When Jordie Dingman, with The REC Center in Mt. Pleasant, received a new Fitbit as a birthday present last year, she saw herself tracking her runs, bikes, swims and weight-lifting sessions.
Now, all she uses it for is to tell time and track her steps.
“I got to thinking I would use it for all those things — running, swimming, walking, weight lifting — and I realized it wasn’t registering it like I knew it should be,” Dingman said. “With weight training, for example, it would tell me I didn’t do any kind of workout because I didn’t get my heart rate up when I was lifting.”
Dingman said it was also mildly addictive for her at first. She programmed her Fitbit with a goal of five workouts a week. She got to the point where if she forgot her Fitbit at home for the day, she thought she might as well not even work out.
“It was getting obsessive,” Dingman said. “You joke about this, but you truly feel this way.”
Dingman would also look “obsessively” at her sleep cycle, she said. That all stopped when she had a baby six months ago.
“I don’t sleep anyway,” Dingman said with a smile. “You just have to take those things with a grain of salt and not rely on it.”
Dingman isn’t alone in her experience of how tracking health data can affect a person’s lifestyle.
In 2016, a study conducted by CNN revealed that 89 percent of their participants always had their fitness tracker on and on them, and 43 percent revealed they felt like activities they completed without their Fitbit were “wasted” and they felt less motivated to exercise.
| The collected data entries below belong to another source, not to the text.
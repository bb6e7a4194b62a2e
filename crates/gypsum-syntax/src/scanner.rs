use muncher::Muncher;
use thiserror::Error;

#[derive(Error, Debug, Clone, Copy, PartialEq, Eq)]
pub enum LexerErrorKind {
    #[error("unterminated string literal")]
    UnterminatedString,

    #[error("unexpected character {0:?}")]
    UnexpectedChar(char),
}

/// A character cursor over [`Muncher`] that keeps track of 1-based line and column numbers.
pub struct Scanner<'input> {
    muncher: Muncher<'input>,
    line: usize,
    column: usize,
}

impl<'input> Scanner<'input> {
    pub fn new(input: &'input str) -> Self {
        Self {
            muncher: Muncher::new(input),
            line: 1,
            column: 1,
        }
    }

    pub fn peek(&mut self) -> Option<char> {
        let c = self.muncher.peek().copied();
        self.muncher.reset_peek();
        c
    }

    pub fn eat(&mut self) -> Option<char> {
        let c = self.muncher.eat()?;
        if c == '\n' {
            self.line += 1;
            self.column = 1;
        } else {
            self.column += 1;
        }
        Some(c)
    }

    /// Eat the next character if it is `expected`.
    pub fn eat_if(&mut self, expected: char) -> bool {
        if self.peek() == Some(expected) {
            self.eat();
            true
        } else {
            false
        }
    }

    pub fn eat_while(&mut self, mut pred: impl FnMut(char) -> bool) -> String {
        let mut out = String::new();
        while let Some(c) = self.peek() {
            if !pred(c) {
                break;
            }
            out.push(c);
            self.eat();
        }
        out
    }

    pub fn location(&self) -> (usize, usize) {
        (self.line, self.column)
    }

    /// Skip whitespace and `#` comments running to the end of the line.
    pub fn skip_trivia(&mut self) {
        loop {
            match self.peek() {
                Some(c) if c.is_whitespace() => {
                    self.eat();
                }
                Some('#') => {
                    self.eat_while(|c| c != '\n');
                }
                _ => break,
            }
        }
    }

    /// Scan the body of a quoted string whose opening `quote` has already been eaten.
    pub fn scan_quoted(&mut self, quote: char) -> Result<String, LexerErrorKind> {
        let mut out = String::new();
        loop {
            match self.eat() {
                None | Some('\n') => return Err(LexerErrorKind::UnterminatedString),
                Some(c) if c == quote => return Ok(out),
                Some('\\') => match self.eat() {
                    None => return Err(LexerErrorKind::UnterminatedString),
                    Some('\n') => {}
                    Some('n') => out.push('\n'),
                    Some('r') => out.push('\r'),
                    Some('t') => out.push('\t'),
                    Some('b') => out.push('\x08'),
                    Some('f') => out.push('\x0c'),
                    Some('v') => out.push('\x0b'),
                    Some(c @ ('\\' | '\'' | '"')) => out.push(c),
                    Some(other) => {
                        out.push('\\');
                        out.push(other);
                    }
                },
                Some(c) => out.push(c),
            }
        }
    }
}
impl<'r> Loader<'r> {
    pub fn new(
        config: &'r ResolverConfig,
        cache: &'r RunCache,
        variables: &Map,
        includes: &[String],
        depth: Option<&str>,
    ) -> Self {
        Self {
            config,
            expander: Expander::new(config, cache),
            variables: scope_from_map(variables),
            includes: includes.to_vec(),
            depth: depth.map(String::from),
            documents: IndexMap::new(),
            included: HashMap::new(),
            target_build_files: IndexSet::new(),
        }
    }

    pub fn documents(&self) -> &IndexMap<String, Map> {
        &self.documents
    }

    pub fn target_build_files(&self) -> &IndexSet<String> {
        &self.target_build_files
    }

    /// Variables for a target declared in `build_file`.
    fn variables_for(&self, build_file: &str) -> Scope {
        let mut variables = self.variables.clone();
        if let Some(depth) = &self.depth {
            variables.insert(
                "DEPTH".into(),
                Value::Str(crate::variables::depth_for(depth, build_file)),
            );
        }
        variables
    }

    /// Parse `path` and merge its includes. Target build files also receive the global
    /// includes.
    pub fn load_one_build_file(&mut self, path: &str, is_target: bool) -> GypResult<Map> {
        if let Some(document) = self.documents.get(path) {
            return Ok(document.clone());
        }

        let text = fs::read_to_string(path).map_err(|source| GypError::MissingBuildFile {
            path: path.to_string(),
            source,
        })?;
        let parsed = parse(&text).map_err(|source| GypError::Syntax {
            file: path.to_string(),
            source,
        })?;
        let Value::Map(mut document) = parsed else {
            return Err(GypError::NotADictionary {
                path: path.to_string(),
            }
            .into());
        };

        // Registered before its includes are read, so an include cycle ends here.
        self.documents.insert(path.to_string(), document.clone());
        self.included.entry(path.to_string()).or_default();

        if !document.get("skip_includes").is_some_and(Value::as_flag) {
            let includes = is_target.then(|| self.includes.clone());
            self.load_includes_into_dict(&mut document, path, includes.as_deref())
                .with_context(|| format!("while reading includes of {path}"))?;
            self.documents.insert(path.to_string(), document.clone());
        }

        Ok(document)
    }

    fn load_includes_into_dict(
        &mut self,
        subdict: &mut Map,
        subdict_path: &str,
        includes: Option<&[String]>,
    ) -> GypResult<()> {
        let mut includes_list: Vec<String> = includes.map(<[String]>::to_vec).unwrap_or_default();

        if let Some(own) = subdict.shift_remove("includes") {
            let Value::List(own) = own else {
                return Err(GypError::TypeMismatch(format!(
                    "includes in {subdict_path} must be a list, found a {}",
                    own.type_name()
                ))
                .into());
            };
            for include in own {
                let Value::Str(include) = include else {
                    return Err(GypError::TypeMismatch(format!(
                        "includes in {subdict_path} must only hold strings, found a {}",
                        include.type_name()
                    ))
                    .into());
                };
                includes_list.push(normpath(&join(dirname(subdict_path), &include)));
            }
        }

        for include in includes_list {
            self.included
                .entry(subdict_path.to_string())
                .or_default()
                .push(include.clone());
            debug!(include, "Loading included file");
            let included = self.load_one_build_file(&include, false)?;
            merge_dicts(subdict, &included, subdict_path, &include, self.config)?;
        }

        let keys: Vec<String> = subdict.keys().cloned().collect();
        for key in keys {
            match subdict.get_mut(&key) {
                Some(Value::Map(child)) => self.load_includes_into_dict(child, subdict_path, None)?,
                Some(Value::List(child)) => self.load_includes_into_list(child, subdict_path)?,
                _ => {}
            }
        }
        Ok(())
    }

    fn load_includes_into_list(&mut self, sublist: &mut [Value], sublist_path: &str) -> GypResult<()> {
        for item in sublist {
            match item {
                Value::Map(child) => self.load_includes_into_dict(child, sublist_path, None)?,
                Value::List(child) => self.load_includes_into_list(child, sublist_path)?,
                _ => {}
            }
        }
        Ok(())
    }

    /// `path` followed by everything it includes, depth first.
    pub fn included_build_files(&self, path: &str) -> Vec<String> {
        let mut out = vec![];
        self.collect_included(path, &mut out);
        out
    }

    fn collect_included(&self, path: &str, out: &mut Vec<String>) {
        if out.iter().any(|p| p == path) {
            return;
        }
        out.push(path.to_string());
        for include in self.included.get(path).into_iter().flatten() {
            self.collect_included(include, out);
        }
    }

    /// Load a build file that declares targets, run its early expansion and then load every
    /// build file its targets depend on.
    pub fn load_target_build_file(&mut self, path: &str) -> GypResult<()> {
        if !self.target_build_files.insert(path.to_string()) {
            return Ok(());
        }
        debug!(path, "Loading target build file");

        let variables = self.variables_for(path);
        let mut document = self.load_one_build_file(path, true)?;

        if let Some(depth) = &self.depth {
            document.insert("_DEPTH".into(), Value::Str(depth.clone()));
        }
        if document.contains_key("included_files") {
            return Err(GypError::Invalid(format!(
                "{path} must not contain included_files key"
            ))
            .into());
        }
        let included_files = self
            .included_build_files(path)
            .iter()
            .map(|included| Value::Str(relative_path(included, dirname(path))))
            .collect();
        document.insert("included_files".into(), Value::List(included_files));

        let multiple_toolsets = self.config.multiple_toolsets();
        process_toolsets_in_dict(&mut document, multiple_toolsets);
        self.expander
            .process_dict(&mut document, Phase::Early, &variables, path, None)?;
        process_toolsets_in_dict(&mut document, multiple_toolsets);

        if let Some(defaults) = document.shift_remove("target_defaults") {
            let Value::Map(defaults) = defaults else {
                return Err(GypError::TypeMismatch(format!(
                    "target_defaults in {path} must be a dict"
                ))
                .into());
            };
            let Some(Value::List(targets)) = document.get_mut("targets") else {
                return Err(GypError::Invalid(format!(
                    "Unable to find targets in build file {path}"
                ))
                .into());
            };
            for target in targets.iter_mut() {
                let Value::Map(old) = target else {
                    continue;
                };
                let mut merged = defaults.clone();
                merge_dicts(&mut merged, old, path, path, self.config)?;
                *old = merged;
            }
        }

        let mut dependencies: IndexSet<String> = IndexSet::new();
        if let Some(Value::List(targets)) = document.get("targets") {
            for target in targets.iter().filter_map(Value::as_map) {
                let owner = match target.get("target_name") {
                    Some(Value::Str(name)) => format!("target {name} in {path}"),
                    _ => format!("a target in {path}"),
                };
                for dependency in checked_string_list(target, "dependencies", &owner)? {
                    if let Some(file) = resolve_target(Some(path), &dependency, None).build_file {
                        dependencies.insert(file);
                    }
                }
            }
        }

        self.documents.insert(path.to_string(), document);

        for dependency in dependencies {
            self.load_target_build_file(&dependency)
                .with_context(|| format!("while loading dependencies of {path}"))?;
        }
        Ok(())
    }
}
“If you ever forget it and that almost detours you from doing a workout, then you’re getting obsessed,” Dingman said.
Dingman does still see a benefit to fitness trackers, however. For people who do their workout for the day and think they’re OK to sit for the rest of the day, Dingman said a fitness tracker could be beneficial.
Dingman said that working out maybe brings someone up to a few thousand steps. If they didn’t take many more steps after that, they didn’t move enough that day with the recommendation being at least 10,000 steps a day.
“Studies have shown that’s worse for you than if you’re just getting those little activities in all day long,” Dingman said.
Dingman said there are days, especially on the weekend, where she will look at her watch and see she’s only taken 5,000 steps that day. That’s when she knows it’s time to get moving and she will clean her house, for example. Dingman said it isn’t always about the workout, it’s sometimes about just getting moving a little bit.
Shelby Powell, of Mt. Pleasant, has been using her Garmin 4 Runner for the past three years. Before she switched to Garmin, Powell was a Fitbit wearer.
Powell said her Garmin helps her when she trains for marathons and half marathons as the built-in GPS tracks her miles and pace.
The Garmin also measures her heart rate, which she checks occasionally when she’s sitting at her desk or out for a run.
“It motivates me to be more active because I sleep better when I have more steps,” Powell said.
Powell said she feels like smartwatches and such could be unhealthy if someone were to obsess over the data and truly count each step, but it isn’t something she struggles with.
“I do get the urge maybe to run one more mile,” Powell said.
Elise Klopfenstein, dietitian at the Henry County Health Center, doesn’t see much of a benefit to tracking health data. People who do rely on fitness trackers should frequently evaluate their goals and check in with their feelings and emotions that go along with meeting or falling short of those goals, she said.
Klopfenstein said that while tracking provides information, the user needs to choose how they want to use it. Does it provide accountability? A support system? At the end of your goal, was it worth it? Is it still something you want to achieve or is it causing more harm?
“You have to evaluate if it’s a realistic goal and whether it’s helping or hurting,” Klopfeinstein said. “I say this to patients: I don’t count calories, so I’m not going to ask you to track calories.”
Klopfenstein does use a tracking app when she bikes, and said it can push her that extra two or three blocks, so she completes another mile. It can be that self-challenging push, she said.
When it comes to tracking calories, Klopfenstein said that people need to focus on the experience of eating and not just think of food as a calorie.
“Focus on the socialization, the flavor, the texture. Focus on it being part of the dining experience,” she said.
Klopfenstein said that for people who have a tendency to overanalyze everything or engage in negative self-talk, a fitness tracker probably isn’t the tool for them.
“We talk about where we are going with this electronic age, and the more data we have at our fingertips, does it make us more effective? I don’t know,” Klopfenstein said. “You just need to be mindful of how you’re using it.”